[Items from a data source]
★ ★ ★ ★ ★

//! AHI spectral band and full-disk segment identifiers.

use std::fmt;
use std::str::FromStr;

use serde::{Deserialize, Serialize};

use crate::error::{CommonError, CommonResult};

/// Highest AHI band number.
pub const MAX_BAND: u8 = 16;

/// An AHI spectral band, written `B01`..`B16` in filenames and output columns.
#[derive(Debug, Clone, Copy, PartialEq, Eq, Hash, PartialOrd, Ord, Serialize, Deserialize)]
#[serde(try_from = "NumberOrText", into = "String")]
pub struct Band(u8);

impl Band {
    pub fn new(number: u8) -> CommonResult<Self> {
        if (1..=MAX_BAND).contains(&number) {
            Ok(Self(number))
        } else {
            Err(CommonError::InvalidBand(format!(
                "band number {} outside 1..={}",
                number, MAX_BAND
            )))
        }
    }

    pub fn number(&self) -> u8 {
        self.0
    }

    /// Infrared bands (7..=16) are calibrated to brightness temperature in Kelvin.
    pub fn is_infrared(&self) -> bool {
        self.0 >= 7
    }
}

impl fmt::Display for Band {
    fn fmt(&self, f: &mut fmt::Formatter<'_>) -> fmt::Result {
        write!(f, "B{:02}", self.0)
    }
}

impl FromStr for Band {
    type Err = CommonError;

    /// Accepts `B14`, `b14` or a bare `14`.
    fn from_str(s: &str) -> CommonResult<Self> {
        let digits = s.trim().trim_start_matches(['B', 'b']);
        let number = digits
            .parse::<u8>()
            .map_err(|_| CommonError::InvalidBand(s.to_string()))?;
        Self::new(number)
    }
}

impl From<Band> for String {
    fn from(band: Band) -> Self {
        band.to_string()
    }
}

impl TryFrom<NumberOrText> for Band {
    type Error = CommonError;

    fn try_from(value: NumberOrText) -> CommonResult<Self> {
        match value {
            NumberOrText::Number(n) => Band::new(n),
            NumberOrText::Text(s) => s.parse(),
        }
    }
}

/// One horizontal stripe of a full-disk image, numbered from the north.
#[derive(Debug, Clone, Copy, PartialEq, Eq, Hash, PartialOrd, Ord, Serialize, Deserialize)]
#[serde(try_from = "NumberOrText", into = "u8")]
pub struct Segment(u8);

impl Segment {
    pub fn new(number: u8) -> CommonResult<Self> {
        if (1..=99).contains(&number) {
            Ok(Self(number))
        } else {
            Err(CommonError::InvalidSegment(format!(
                "segment number {} outside 1..=99",
                number
            )))
        }
    }

    pub fn number(&self) -> u8 {
        self.0
    }

    /// All segments `1..=total`.
    pub fn all(total: u8) -> Vec<Segment> {
        (1..=total).map(Segment).collect()
    }
}

impl fmt::Display for Segment {
    fn fmt(&self, f: &mut fmt::Formatter<'_>) -> fmt::Result {
        write!(f, "S{:02}", self.0)
    }
}

impl FromStr for Segment {
    type Err = CommonError;

    /// Accepts `S04`, `04` or `4`.
    fn from_str(s: &str) -> CommonResult<Self> {
        let digits = s.trim().trim_start_matches(['S', 's']);
        let number = digits
            .parse::<u8>()
            .map_err(|_| CommonError::InvalidSegment(s.to_string()))?;
        Self::new(number)
    }
}

impl From<Segment> for u8 {
    fn from(segment: Segment) -> Self {
        segment.0
    }
}

impl TryFrom<NumberOrText> for Segment {
    type Error = CommonError;

    fn try_from(value: NumberOrText) -> CommonResult<Self> {
        match value {
            NumberOrText::Number(n) => Segment::new(n),
            NumberOrText::Text(s) => s.parse(),
        }
    }
}

/// Config files may list bands and segments either as numbers or as labels.
#[derive(Deserialize)]
#[serde(untagged)]
enum NumberOrText {
    Number(u8),
    Text(String),
}
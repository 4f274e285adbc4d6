//! Acquisition side of the pipeline.
//!
//! [`KeySpace`] enumerates every segment file a run could need, and
//! [`Fetcher`] makes each one present locally unless it already is or the
//! archive does not have it.

pub mod enumerate;
pub mod error;
pub mod fetch;

pub use enumerate::KeySpace;
pub use error::{AcquisitionError, AcquisitionResult};
pub use fetch::{FetchConfig, FetchOutcome, FetchSummary, Fetcher};
//! Himawari segment downloader.
//!
//! Enumerates every (date, time, band, segment) key of the configured period
//! and fetches the ones not yet on disk. Safe to re-run: existing artifacts
//! are skipped and interrupted transfers never leave a final file behind.

use std::path::PathBuf;
use std::sync::Arc;

use anyhow::{Context, Result};
use chrono::NaiveDate;
use clap::Parser;
use tracing::{info, warn};
use tracing_subscriber::{fmt, EnvFilter};

use acquisition::{FetchConfig, Fetcher, KeySpace};
use himawari_common::{Band, RunConfig, Segment};
use storage::{LocalArtifactStore, RemoteStore};

/// Keys logged by `--dry-run`.
const DRY_RUN_PREVIEW: usize = 10;

#[derive(Parser, Debug)]
#[command(name = "downloader")]
#[command(about = "Resumable bulk downloader for Himawari segment files")]
struct Args {
    /// Run configuration (YAML)
    #[arg(short, long, env = "HIMAWARI_CONFIG", default_value = "config/himawari.yaml")]
    config: PathBuf,

    /// First day to fetch (YYYY-MM-DD)
    #[arg(long)]
    start: Option<NaiveDate>,

    /// Last day to fetch, inclusive
    #[arg(long)]
    end: Option<NaiveDate>,

    /// Bands to fetch, e.g. B14,B15
    #[arg(long, value_delimiter = ',')]
    bands: Vec<Band>,

    /// Segments to fetch, e.g. 4,5
    #[arg(long, value_delimiter = ',')]
    segments: Vec<Segment>,

    /// Directory for downloaded artifacts
    #[arg(long, env = "HIMAWARI_DATA_DIR")]
    local_root: Option<PathBuf>,

    /// Maximum concurrent downloads
    #[arg(long)]
    max_concurrent: Option<usize>,

    /// Log the key space without fetching anything
    #[arg(long)]
    dry_run: bool,

    /// Log level, used when RUST_LOG is not set
    #[arg(long, default_value = "info")]
    log_level: String,
}

impl Args {
    fn apply(&self, config: &mut RunConfig) {
        if let Some(start) = self.start {
            config.period.start = start;
        }
        if let Some(end) = self.end {
            config.period.end = end;
        }
        if !self.bands.is_empty() {
            config.bands = self.bands.clone();
        }
        if !self.segments.is_empty() {
            config.segments = self.segments.clone();
        }
        if let Some(root) = &self.local_root {
            config.storage.local_root = root.clone();
        }
        if let Some(n) = self.max_concurrent {
            config.remote.max_concurrent = n;
        }
    }
}

#[tokio::main]
async fn main() -> Result<()> {
    // Load environment from .env file if present
    dotenvy::dotenv().ok();

    let args = Args::parse();

    let filter =
        EnvFilter::try_from_default_env().unwrap_or_else(|_| EnvFilter::new(&args.log_level));
    fmt()
        .with_env_filter(filter)
        .with_target(true)
        .with_thread_ids(true)
        .json()
        .init();

    let mut config = RunConfig::load(&args.config)
        .with_context(|| format!("Failed to load {}", args.config.display()))?;
    args.apply(&mut config);
    config.validate().context("Invalid run configuration")?;

    let space = KeySpace::from_config(&config)?;
    info!(
        start = %config.period.start,
        end = %config.period.end,
        days = space.days(),
        bands = space.bands().len(),
        segments = space.segments().len(),
        keys = space.len(),
        "Starting Himawari downloader"
    );

    if args.dry_run {
        for key in space.iter().take(DRY_RUN_PREVIEW) {
            info!(path = %key.remote_path(&config.product), "Planned key");
        }
        return Ok(());
    }

    let remote = RemoteStore::new(&config.remote).context("Failed to create remote client")?;
    let local = LocalArtifactStore::open(&config.storage.local_root).with_context(|| {
        format!(
            "Failed to open artifact directory {}",
            config.storage.local_root.display()
        )
    })?;

    let fetcher = Fetcher::new(
        Arc::new(remote),
        local,
        config.product.clone(),
        FetchConfig::from(&config.remote),
    );

    let shutdown = async {
        match tokio::signal::ctrl_c().await {
            Ok(()) => info!("Received shutdown signal"),
            Err(e) => {
                warn!(error = %e, "Cannot listen for Ctrl-C");
                std::future::pending::<()>().await;
            }
        }
    };

    let summary = fetcher.run_until(space.iter(), shutdown).await;
    info!(
        fetched = summary.fetched,
        skipped = summary.skipped,
        absent = summary.absent,
        failed = summary.failed,
        total_bytes = summary.bytes,
        cancelled = summary.cancelled,
        "Download session complete"
    );

    Ok(())
}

★ ★ ★ ★ ★

[The problem]
Filter the records, keeping only lines that contain "info", and show those lines.

[Answer to this problem]
use tracing::{info, warn};
    #[arg(long, default_value = "info")]
    info!(
            info!(path = %key.remote_path(&config.product), "Planned key");
            Ok(()) => info!("Received shutdown signal"),
    info!(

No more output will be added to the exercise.